Biosketch: Kei Miyamoto graduated with a BA of Agricultural Sciences from Kyoto University, Japan. He received his PhD in 2009 from Kyoto University, working on mammalian nuclear transfer and reprogramming. Reprogramming techniques hold great promise for future regenerative medicine. Moreover, reprogramming of differentiated cells can be efficiently induced in eggs and oocytes (1). He developed an oocyte cell-free system, in which reprogramming events are induced in a large number of cells, in order to analyze reprogramming by biochemical. This oocyte extract enabled him to identify DJ-1 protein as a necessary oocyte component for development of nuclear transfer embryos (2). He then joined to the laboratory of Prof. John Gurdon in the University of Cambridge as a Research Associate. He continued to study oocyte reprogramming factors involved in the activation of embryonic genes. He has reported that polymerized actin in an oocyte nucleus is required for this reprogramming of transcription (3). He has also found that a nuclear actin-binding protein WAVE1 plays a key role in reprogramming and development (4). These findings unravel unexpected roles of actin and actin-binding protein. More recently, together with his colleagues he was able to identify molecular steps leading to transcriptional reprogramming in oocytes (5). From 2015, he returned to Japan to start up his research group at Kindai University. His current research interest is to further reveal reprogramming factors and mechanisms that eggs/oocytes possess and dissect epigenetic regulations important for early embryonic development (6).

Selected publications

  1. Jullien J, Pasque V, Halley-Stott RP, Miyamoto K and Gurdon JB. Mechanisms of nuclear reprogramming by eggs and oocytes: a deterministic process? Nat Rev Mol Cell Biol. 2011; Vol.12(7):453-459.
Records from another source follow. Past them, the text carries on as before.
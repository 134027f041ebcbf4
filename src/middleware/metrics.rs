//! Request metrics middleware.
//!
//! Counts every request and records its duration under `"METHOD /path"` in
//! [`AppState`]. A WebSocket upgrade is timed until the `101` response is
//! produced, not for the life of the socket; session lifetimes are tracked
//! separately by the dispatcher.

use crate::state::AppState;
use actix_web::{
    dev::{forward_ready, Service, ServiceRequest, ServiceResponse, Transform},
    web, Error,
};
use futures_util::future::LocalBoxFuture;
use std::{
    future::{ready, Ready},
    time::Instant,
};

pub struct MetricsMiddleware;

impl<S, B> Transform<S, ServiceRequest> for MetricsMiddleware
where
    S: Service<ServiceRequest, Response = ServiceResponse<B>, Error = Error>,
    S::Future: 'static,
    B: 'static,
{
    type Response = ServiceResponse<B>;
    type Error = Error;
    type InitError = ();
    type Transform = MetricsMiddlewareService<S>;
    type Future = Ready<Result<Self::Transform, Self::InitError>>;

    fn new_transform(&self, service: S) -> Self::Future {
        ready(Ok(MetricsMiddlewareService { service }))
    }
}

pub struct MetricsMiddlewareService<S> {
    service: S,
}

impl<S, B> Service<ServiceRequest> for MetricsMiddlewareService<S>
where
    S: Service<ServiceRequest, Response = ServiceResponse<B>, Error = Error>,
    S::Future: 'static,
    B: 'static,
{
    type Response = ServiceResponse<B>;
    type Error = Error;
    type Future = LocalBoxFuture<'static, Result<Self::Response, Self::Error>>;

    forward_ready!(service);

    fn call(&self, req: ServiceRequest) -> Self::Future {
        let started = Instant::now();
        let endpoint = format!("{} {}", req.method(), req.path());

        // Cloned up front so errors that never become a response still count
        let app_state = req.app_data::<web::Data<AppState>>().cloned();
        if let Some(app_state) = &app_state {
            app_state.increment_request_count();
        }

        let fut = self.service.call(req);

        Box::pin(async move {
            let result = fut.await;
            let duration_ms = started.elapsed().as_millis() as u64;

            let is_error = match &result {
                Ok(response) => {
                    response.status().is_client_error() || response.status().is_server_error()
                }
                Err(_) => true,
            };

            if let Some(app_state) = app_state {
                app_state.record_endpoint_request(&endpoint, duration_ms, is_error);
                if is_error {
                    app_state.increment_error_count();
                }
            }

            result
        })
    }
}
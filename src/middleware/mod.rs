//! Custom actix-web middleware.
//!
//! Request logging is handled by `tracing_actix_web::TracingLogger`, which
//! opens a span per request so that everything logged while handling it
//! carries the request id.

pub mod metrics;

pub use metrics::MetricsMiddleware;
//! # Media Recording Module
//!
//! Turns the chunks a client streams in into durable files.
//!
//! ## Key Components:
//! - **Recorder**: the common write/finalize contract
//! - **AudioRecorder**: PCM appended to a `.wav` with a backpatched header
//! - **VideoFrameRecorder**: numbered frame files assembled by the codec bridge
//! - **WavHeader**: the 44-byte RIFF/WAVE preamble
//!
//! ## Audio Format (as streamed by clients):
//! - **Sample Rate**: 44.1kHz
//! - **Bit Depth**: 16-bit PCM, little-endian
//! - **Channels**: Mono

pub mod audio;
pub mod recorder;
pub mod video;
pub mod wav;

pub use audio::AudioRecorder;
pub use recorder::{MediaError, Recorder};
pub use video::{VideoFrameRecorder, VideoOutput};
  2. Miyamoto K. et al., Identification and characterization of an oocyte factor required for development of porcine nuclear transfer embryos. Proc Natl Acad Sci USA. 2011; Vol.108(17):7040-7045
  3. Miyamoto K. et al., Nuclear actin polymerization is required for transcriptional reprogramming of Oct4 by oocytes. Genes Dev. 2011; Vol.25(9):946-958.
  4. Miyamoto K. et al., Nuclear WAVE1 is required for reprogramming transcription in oocytes and for normal development. Science. 2013; Vol. 341(6149):1002-1005.
  5. Jullien J*, Miyamoto K*, Pasque V*, et al., *co-first authors. Hierarchical molecular events driven by oocyte-specific factors lead to rapid and extensive reprogramming. Mol Cell. 2014; Vol. 55(4):524-536.
  6. Herberg S, Simeone A, Oikawa M, Jullien J, Bradshaw CR, Teperek M, Gurdon J and Miyamoto K. Histone H3 lysine 9 trimethylation is required for suppressing the expression of an embryonically activated retrotransposon in Xenopus laevis. Sci Rep. 2015; Vol. 5:14236.